[WORK TASK]: Please transcribe the listing below with every word intact.

PROVIDED ENTRIES Block Start

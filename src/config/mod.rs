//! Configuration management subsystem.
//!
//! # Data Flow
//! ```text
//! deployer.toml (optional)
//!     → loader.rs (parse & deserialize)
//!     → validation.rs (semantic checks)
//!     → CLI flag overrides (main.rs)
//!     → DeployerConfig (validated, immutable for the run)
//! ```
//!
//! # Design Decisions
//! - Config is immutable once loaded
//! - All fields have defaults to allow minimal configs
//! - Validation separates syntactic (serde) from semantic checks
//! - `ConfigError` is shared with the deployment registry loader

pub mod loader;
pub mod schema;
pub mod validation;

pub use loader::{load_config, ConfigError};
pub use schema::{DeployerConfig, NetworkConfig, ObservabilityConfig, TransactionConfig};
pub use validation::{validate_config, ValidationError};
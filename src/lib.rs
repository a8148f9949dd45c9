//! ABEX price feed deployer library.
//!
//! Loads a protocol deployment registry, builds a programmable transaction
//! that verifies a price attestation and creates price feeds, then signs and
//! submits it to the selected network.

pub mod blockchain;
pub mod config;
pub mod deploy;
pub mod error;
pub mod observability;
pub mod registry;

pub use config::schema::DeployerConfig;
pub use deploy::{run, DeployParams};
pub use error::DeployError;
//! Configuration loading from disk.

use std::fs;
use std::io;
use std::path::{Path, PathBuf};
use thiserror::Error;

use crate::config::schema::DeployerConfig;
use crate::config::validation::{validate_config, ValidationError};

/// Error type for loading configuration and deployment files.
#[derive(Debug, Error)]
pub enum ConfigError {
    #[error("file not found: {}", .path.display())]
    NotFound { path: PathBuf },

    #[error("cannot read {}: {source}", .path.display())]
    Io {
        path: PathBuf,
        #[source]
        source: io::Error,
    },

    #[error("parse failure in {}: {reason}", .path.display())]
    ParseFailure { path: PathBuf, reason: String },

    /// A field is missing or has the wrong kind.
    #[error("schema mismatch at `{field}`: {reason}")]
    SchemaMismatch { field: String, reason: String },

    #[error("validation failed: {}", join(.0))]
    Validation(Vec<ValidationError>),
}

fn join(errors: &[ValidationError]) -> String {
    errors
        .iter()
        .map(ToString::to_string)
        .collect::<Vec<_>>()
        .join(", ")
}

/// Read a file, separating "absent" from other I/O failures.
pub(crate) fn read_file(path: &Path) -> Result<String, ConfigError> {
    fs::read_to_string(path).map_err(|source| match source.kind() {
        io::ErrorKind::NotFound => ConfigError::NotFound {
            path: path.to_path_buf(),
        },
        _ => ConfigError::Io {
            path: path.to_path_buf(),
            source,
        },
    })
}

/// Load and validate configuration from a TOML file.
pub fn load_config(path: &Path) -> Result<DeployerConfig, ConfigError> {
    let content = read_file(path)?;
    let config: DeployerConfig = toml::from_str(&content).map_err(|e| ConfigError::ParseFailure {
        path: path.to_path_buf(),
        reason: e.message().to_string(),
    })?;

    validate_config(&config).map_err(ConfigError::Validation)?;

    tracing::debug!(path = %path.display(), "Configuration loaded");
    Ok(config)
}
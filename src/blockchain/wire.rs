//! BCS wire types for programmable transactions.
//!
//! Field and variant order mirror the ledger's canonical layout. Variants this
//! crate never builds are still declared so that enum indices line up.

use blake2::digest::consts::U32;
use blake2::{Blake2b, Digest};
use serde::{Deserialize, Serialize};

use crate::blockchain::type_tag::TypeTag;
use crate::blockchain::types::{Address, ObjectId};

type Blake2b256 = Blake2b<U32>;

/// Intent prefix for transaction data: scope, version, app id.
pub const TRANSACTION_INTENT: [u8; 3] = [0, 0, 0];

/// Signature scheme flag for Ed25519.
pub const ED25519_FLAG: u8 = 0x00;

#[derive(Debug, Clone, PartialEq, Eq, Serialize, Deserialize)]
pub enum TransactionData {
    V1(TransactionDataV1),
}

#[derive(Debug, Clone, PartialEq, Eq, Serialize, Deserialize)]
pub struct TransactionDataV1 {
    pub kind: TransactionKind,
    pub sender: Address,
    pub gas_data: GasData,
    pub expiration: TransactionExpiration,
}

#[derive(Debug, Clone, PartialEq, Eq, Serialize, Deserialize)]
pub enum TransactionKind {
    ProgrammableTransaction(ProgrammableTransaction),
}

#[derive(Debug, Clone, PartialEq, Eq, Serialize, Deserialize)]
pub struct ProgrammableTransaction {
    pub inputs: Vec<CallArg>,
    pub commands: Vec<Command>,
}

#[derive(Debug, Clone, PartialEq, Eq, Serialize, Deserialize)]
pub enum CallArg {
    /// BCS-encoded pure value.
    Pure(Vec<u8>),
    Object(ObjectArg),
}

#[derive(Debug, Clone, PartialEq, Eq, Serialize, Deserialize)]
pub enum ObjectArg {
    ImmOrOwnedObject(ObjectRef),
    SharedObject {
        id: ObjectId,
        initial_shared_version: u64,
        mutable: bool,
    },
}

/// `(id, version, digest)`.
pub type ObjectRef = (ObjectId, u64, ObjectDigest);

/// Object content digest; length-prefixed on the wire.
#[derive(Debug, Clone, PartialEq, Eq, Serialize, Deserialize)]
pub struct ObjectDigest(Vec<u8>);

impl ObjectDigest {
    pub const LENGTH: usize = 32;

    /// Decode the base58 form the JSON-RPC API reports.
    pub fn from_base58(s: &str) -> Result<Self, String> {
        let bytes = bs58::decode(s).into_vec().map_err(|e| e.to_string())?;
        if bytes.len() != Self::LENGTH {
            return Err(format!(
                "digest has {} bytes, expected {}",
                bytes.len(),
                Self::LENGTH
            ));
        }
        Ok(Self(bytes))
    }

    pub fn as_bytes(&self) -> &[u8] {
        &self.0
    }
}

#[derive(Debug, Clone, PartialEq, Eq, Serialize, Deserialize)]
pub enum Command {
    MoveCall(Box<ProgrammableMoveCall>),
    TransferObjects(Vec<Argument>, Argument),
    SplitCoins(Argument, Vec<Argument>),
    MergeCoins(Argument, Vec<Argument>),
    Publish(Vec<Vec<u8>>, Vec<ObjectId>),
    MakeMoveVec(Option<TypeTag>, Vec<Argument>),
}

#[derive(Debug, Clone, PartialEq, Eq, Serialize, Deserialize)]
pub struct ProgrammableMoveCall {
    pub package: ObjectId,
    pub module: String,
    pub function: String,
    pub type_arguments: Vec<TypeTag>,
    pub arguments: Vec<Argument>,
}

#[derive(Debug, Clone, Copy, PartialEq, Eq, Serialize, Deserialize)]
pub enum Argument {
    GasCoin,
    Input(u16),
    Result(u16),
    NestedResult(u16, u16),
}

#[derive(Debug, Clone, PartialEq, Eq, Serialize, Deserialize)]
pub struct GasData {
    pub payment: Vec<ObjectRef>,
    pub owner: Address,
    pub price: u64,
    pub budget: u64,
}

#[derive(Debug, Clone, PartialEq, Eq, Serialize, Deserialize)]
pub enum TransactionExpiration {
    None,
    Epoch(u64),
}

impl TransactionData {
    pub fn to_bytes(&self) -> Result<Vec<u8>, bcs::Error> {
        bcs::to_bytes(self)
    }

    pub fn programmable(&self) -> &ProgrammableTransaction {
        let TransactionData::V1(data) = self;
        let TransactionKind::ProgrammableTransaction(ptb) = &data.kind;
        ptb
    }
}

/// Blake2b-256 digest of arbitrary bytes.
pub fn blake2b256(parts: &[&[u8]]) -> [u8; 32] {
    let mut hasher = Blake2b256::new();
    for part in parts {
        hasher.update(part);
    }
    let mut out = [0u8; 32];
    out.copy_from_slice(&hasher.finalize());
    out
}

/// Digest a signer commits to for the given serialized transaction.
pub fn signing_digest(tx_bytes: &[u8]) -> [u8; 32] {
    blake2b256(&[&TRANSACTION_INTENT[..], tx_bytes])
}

PROVIDED ENTRIES Block End

[SOLUTION BELOW]:
filename src/config/mod.rs
//! Configuration management subsystem.
//!
//! # Data Flow
//! ```text
//! deployer.toml (optional)
//!     → loader.rs (parse & deserialize)
//!     → validation.rs (semantic checks)
//!     → CLI flag overrides (main.rs)
//!     → DeployerConfig (validated, immutable for the run)
//! ```
//!
//! # Design Decisions
//! - Config is immutable once loaded
//! - All fields have defaults to allow minimal configs
//! - Validation separates syntactic (serde) from semantic checks
//! - `ConfigError` is shared with the deployment registry loader

pub mod loader;
pub mod schema;
pub mod validation;

pub use loader::{load_config, ConfigError};
pub use schema::{DeployerConfig, NetworkConfig, ObservabilityConfig, TransactionConfig};
pub use validation::{validate_config, ValidationError};
filename src/lib.rs
repository a8148f9949dd45c9
//! ABEX price feed deployer library.
//!
//! Loads a protocol deployment registry, builds a programmable transaction
//! that verifies a price attestation and creates price feeds, then signs and
//! submits it to the selected network.

pub mod blockchain;
pub mod config;
pub mod deploy;
pub mod error;
pub mod observability;
pub mod registry;

pub use config::schema::DeployerConfig;
pub use deploy::{run, DeployParams};
pub use error::DeployError;
//! Configuration loading from disk.

use std::fs;
use std::io;
use std::path::{Path, PathBuf};
use thiserror::Error;

use crate::config::schema::DeployerConfig;
use crate::config::validation::{validate_config, ValidationError};

/// Error type for loading configuration and deployment files.
#[derive(Debug, Error)]
pub enum ConfigError {
    #[error("file not found: {}", .path.display())]
    NotFound { path: PathBuf },

    #[error("cannot read {}: {source}", .path.display())]
    Io {
        path: PathBuf,
        #[source]
        source: io::Error,
    },

    #[error("parse failure in {}: {reason}", .path.display())]
    ParseFailure { path: PathBuf, reason: String },

    /// A field is missing or has the wrong kind.
    #[error("schema mismatch at `{field}`: {reason}")]
    SchemaMismatch { field: String, reason: String },

    #[error("validation failed: {}", join(.0))]
    Validation(Vec<ValidationError>),
}

fn join(errors: &[ValidationError]) -> String {
    errors
        .iter()
        .map(ToString::to_string)
        .collect::<Vec<_>>()
        .join(", ")
}

/// Read a file, separating "absent" from other I/O failures.
pub(crate) fn read_file(path: &Path) -> Result<String, ConfigError> {
    fs::read_to_string(path).map_err(|source| match source.kind() {
        io::ErrorKind::NotFound => ConfigError::NotFound {
            path: path.to_path_buf(),
        },
        _ => ConfigError::Io {
            path: path.to_path_buf(),
            source,
        },
    })
}

/// Load and validate configuration from a TOML file.
pub fn load_config(path: &Path) -> Result<DeployerConfig, ConfigError> {
    let content = read_file(path)?;
    let config: DeployerConfig = toml::from_str(&content).map_err(|e| ConfigError::ParseFailure {
        path: path.to_path_buf(),
        reason: e.message().to_string(),
    })?;

    validate_config(&config).map_err(ConfigError::Validation)?;

    tracing::debug!(path = %path.display(), "Configuration loaded");
    Ok(config)
}
filename src/blockchain/wire.rs
//! BCS wire types for programmable transactions.
//!
//! Field and variant order mirror the ledger's canonical layout. Variants this
//! crate never builds are still declared so that enum indices line up.

use blake2::digest::consts::U32;
use blake2::{Blake2b, Digest};
use serde::{Deserialize, Serialize};

use crate::blockchain::type_tag::TypeTag;
use crate::blockchain::types::{Address, ObjectId};

type Blake2b256 = Blake2b<U32>;

/// Intent prefix for transaction data: scope, version, app id.
pub const TRANSACTION_INTENT: [u8; 3] = [0, 0, 0];

/// Signature scheme flag for Ed25519.
pub const ED25519_FLAG: u8 = 0x00;

#[derive(Debug, Clone, PartialEq, Eq, Serialize, Deserialize)]
pub enum TransactionData {
    V1(TransactionDataV1),
}

#[derive(Debug, Clone, PartialEq, Eq, Serialize, Deserialize)]
pub struct TransactionDataV1 {
    pub kind: TransactionKind,
    pub sender: Address,
    pub gas_data: GasData,
    pub expiration: TransactionExpiration,
}

#[derive(Debug, Clone, PartialEq, Eq, Serialize, Deserialize)]
pub enum TransactionKind {
    ProgrammableTransaction(ProgrammableTransaction),
}

#[derive(Debug, Clone, PartialEq, Eq, Serialize, Deserialize)]
pub struct ProgrammableTransaction {
    pub inputs: Vec<CallArg>,
    pub commands: Vec<Command>,
}

#[derive(Debug, Clone, PartialEq, Eq, Serialize, Deserialize)]
pub enum CallArg {
    /// BCS-encoded pure value.
    Pure(Vec<u8>),
    Object(ObjectArg),
}

#[derive(Debug, Clone, PartialEq, Eq, Serialize, Deserialize)]
pub enum ObjectArg {
    ImmOrOwnedObject(ObjectRef),
    SharedObject {
        id: ObjectId,
        initial_shared_version: u64,
        mutable: bool,
    },
}

/// `(id, version, digest)`.
pub type ObjectRef = (ObjectId, u64, ObjectDigest);

/// Object content digest; length-prefixed on the wire.
#[derive(Debug, Clone, PartialEq, Eq, Serialize, Deserialize)]
pub struct ObjectDigest(Vec<u8>);

impl ObjectDigest {
    pub const LENGTH: usize = 32;

    /// Decode the base58 form the JSON-RPC API reports.
    pub fn from_base58(s: &str) -> Result<Self, String> {
        let bytes = bs58::decode(s).into_vec().map_err(|e| e.to_string())?;
        if bytes.len() != Self::LENGTH {
            return Err(format!(
                "digest has {} bytes, expected {}",
                bytes.len(),
                Self::LENGTH
            ));
        }
        Ok(Self(bytes))
    }

    pub fn as_bytes(&self) -> &[u8] {
        &self.0
    }
}

#[derive(Debug, Clone, PartialEq, Eq, Serialize, Deserialize)]
pub enum Command {
    MoveCall(Box<ProgrammableMoveCall>),
    TransferObjects(Vec<Argument>, Argument),
    SplitCoins(Argument, Vec<Argument>),
    MergeCoins(Argument, Vec<Argument>),
    Publish(Vec<Vec<u8>>, Vec<ObjectId>),
    MakeMoveVec(Option<TypeTag>, Vec<Argument>),
}

#[derive(Debug, Clone, PartialEq, Eq, Serialize, Deserialize)]
pub struct ProgrammableMoveCall {
    pub package: ObjectId,
    pub module: String,
    pub function: String,
    pub type_arguments: Vec<TypeTag>,
    pub arguments: Vec<Argument>,
}

#[derive(Debug, Clone, Copy, PartialEq, Eq, Serialize, Deserialize)]
pub enum Argument {
    GasCoin,
    Input(u16),
    Result(u16),
    NestedResult(u16, u16),
}

#[derive(Debug, Clone, PartialEq, Eq, Serialize, Deserialize)]
pub struct GasData {
    pub payment: Vec<ObjectRef>,
    pub owner: Address,
    pub price: u64,
    pub budget: u64,
}

#[derive(Debug, Clone, PartialEq, Eq, Serialize, Deserialize)]
pub enum TransactionExpiration {
    None,
    Epoch(u64),
}

impl TransactionData {
    pub fn to_bytes(&self) -> Result<Vec<u8>, bcs::Error> {
        bcs::to_bytes(self)
    }

    pub fn programmable(&self) -> &ProgrammableTransaction {
        let TransactionData::V1(data) = self;
        let TransactionKind::ProgrammableTransaction(ptb) = &data.kind;
        ptb
    }
}

/// Blake2b-256 digest of arbitrary bytes.
pub fn blake2b256(parts: &[&[u8]]) -> [u8; 32] {
    let mut hasher = Blake2b256::new();
    for part in parts {
        hasher.update(part);
    }
    let mut out = [0u8; 32];
    out.copy_from_slice(&hasher.finalize());
    out
}

/// Digest a signer commits to for the given serialized transaction.
pub fn signing_digest(tx_bytes: &[u8]) -> [u8; 32] {
    blake2b256(&[&TRANSACTION_INTENT[..], tx_bytes])
}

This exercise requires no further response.